Stored items
........

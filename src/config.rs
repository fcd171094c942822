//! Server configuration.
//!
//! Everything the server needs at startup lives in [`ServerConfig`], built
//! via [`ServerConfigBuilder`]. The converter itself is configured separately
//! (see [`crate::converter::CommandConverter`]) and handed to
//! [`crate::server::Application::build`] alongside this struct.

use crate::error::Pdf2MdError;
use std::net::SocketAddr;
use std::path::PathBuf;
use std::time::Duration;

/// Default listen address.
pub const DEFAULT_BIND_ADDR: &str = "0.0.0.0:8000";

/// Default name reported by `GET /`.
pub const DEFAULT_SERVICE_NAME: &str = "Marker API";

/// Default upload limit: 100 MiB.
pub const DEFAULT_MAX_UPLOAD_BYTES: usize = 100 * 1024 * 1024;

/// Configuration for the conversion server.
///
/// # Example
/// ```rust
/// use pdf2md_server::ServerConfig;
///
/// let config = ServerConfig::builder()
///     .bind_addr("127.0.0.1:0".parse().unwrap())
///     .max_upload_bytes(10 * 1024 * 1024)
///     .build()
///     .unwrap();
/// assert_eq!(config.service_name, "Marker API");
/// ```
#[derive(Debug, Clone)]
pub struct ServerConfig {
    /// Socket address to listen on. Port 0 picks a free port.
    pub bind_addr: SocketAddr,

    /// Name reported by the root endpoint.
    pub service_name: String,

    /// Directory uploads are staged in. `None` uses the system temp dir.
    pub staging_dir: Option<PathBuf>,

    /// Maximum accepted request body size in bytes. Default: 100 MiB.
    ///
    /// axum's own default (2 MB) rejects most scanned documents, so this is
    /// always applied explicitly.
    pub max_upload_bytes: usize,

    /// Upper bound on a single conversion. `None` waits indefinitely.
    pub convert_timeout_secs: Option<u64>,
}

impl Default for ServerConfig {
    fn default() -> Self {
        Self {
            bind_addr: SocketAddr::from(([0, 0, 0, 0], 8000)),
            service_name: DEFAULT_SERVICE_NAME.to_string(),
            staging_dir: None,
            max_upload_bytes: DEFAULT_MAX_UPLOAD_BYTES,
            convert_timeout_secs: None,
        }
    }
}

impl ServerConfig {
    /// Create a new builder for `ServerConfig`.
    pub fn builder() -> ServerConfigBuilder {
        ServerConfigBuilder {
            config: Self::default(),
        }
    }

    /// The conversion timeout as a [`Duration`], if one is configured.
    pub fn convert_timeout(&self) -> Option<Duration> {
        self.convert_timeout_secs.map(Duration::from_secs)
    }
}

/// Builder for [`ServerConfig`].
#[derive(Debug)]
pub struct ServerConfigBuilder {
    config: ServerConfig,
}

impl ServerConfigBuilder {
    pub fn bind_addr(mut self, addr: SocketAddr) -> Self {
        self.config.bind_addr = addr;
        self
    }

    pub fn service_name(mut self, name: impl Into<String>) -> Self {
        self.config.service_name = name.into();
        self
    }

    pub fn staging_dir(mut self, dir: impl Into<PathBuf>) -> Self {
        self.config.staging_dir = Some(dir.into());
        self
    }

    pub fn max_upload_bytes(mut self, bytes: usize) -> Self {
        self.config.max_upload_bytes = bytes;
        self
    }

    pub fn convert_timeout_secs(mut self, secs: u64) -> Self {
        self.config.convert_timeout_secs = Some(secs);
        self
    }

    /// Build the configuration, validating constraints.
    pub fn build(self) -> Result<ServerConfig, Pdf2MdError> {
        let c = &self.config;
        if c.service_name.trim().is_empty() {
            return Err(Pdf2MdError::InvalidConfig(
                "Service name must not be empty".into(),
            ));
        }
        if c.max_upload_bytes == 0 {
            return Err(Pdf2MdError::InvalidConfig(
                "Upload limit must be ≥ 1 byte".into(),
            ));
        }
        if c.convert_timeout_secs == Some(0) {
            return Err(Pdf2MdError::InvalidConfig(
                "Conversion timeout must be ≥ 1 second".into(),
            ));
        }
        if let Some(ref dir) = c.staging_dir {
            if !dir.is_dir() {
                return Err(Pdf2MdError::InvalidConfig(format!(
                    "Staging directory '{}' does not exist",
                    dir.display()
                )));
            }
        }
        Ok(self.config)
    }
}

........

- _About this task_
Filter the lines above, keeping and copying those that contain "Option".

- _Written solution_
    pub staging_dir: Option<PathBuf>,
    pub convert_timeout_secs: Option<u64>,
    pub fn convert_timeout(&self) -> Option<Duration> {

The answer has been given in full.